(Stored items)
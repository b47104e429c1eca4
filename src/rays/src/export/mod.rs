//! Chunk directory exports
//!
//! Two independent encodings of the chunk directory, both walked in native
//! order and both skipping the reserved id 0:
//! - [`dump_json`]: `[{"fourCC", "id", "data"}, ...]` with each chunk's
//!   structural JSON
//! - [`dump_chunks`]: the compact binary layout, decoded by
//!   [`decode_chunk_dump`]

mod binary;
mod json;

pub use binary::{decode_chunk_dump, dump_chunks, ChunkRecord};
pub use json::dump_json;

use crate::container::{ChunkEntry, Container};

/// Directory entries eligible for export
fn exported_entries<C: Container>(container: &C) -> Vec<ChunkEntry> {
    container
        .directory()
        .into_iter()
        .filter(|entry| !entry.is_sentinel())
        .collect()
}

## Requirement
What is needed is an exact transcription of every entry above.

## Result of the exercise
repository b47104e429c1eca4
filename src/rays/src/export/mod.rs
//! Chunk directory exports
//!
//! Two independent encodings of the chunk directory, both walked in native
//! order and both skipping the reserved id 0:
//! - [`dump_json`]: `[{"fourCC", "id", "data"}, ...]` with each chunk's
//!   structural JSON
//! - [`dump_chunks`]: the compact binary layout, decoded by
//!   [`decode_chunk_dump`]

mod binary;
mod json;

pub use binary::{decode_chunk_dump, dump_chunks, ChunkRecord};
pub use json::dump_json;

use crate::container::{ChunkEntry, Container};

/// Directory entries eligible for export
fn exported_entries<C: Container>(container: &C) -> Vec<ChunkEntry> {
    container
        .directory()
        .into_iter()
        .filter(|entry| !entry.is_sentinel())
        .collect()
}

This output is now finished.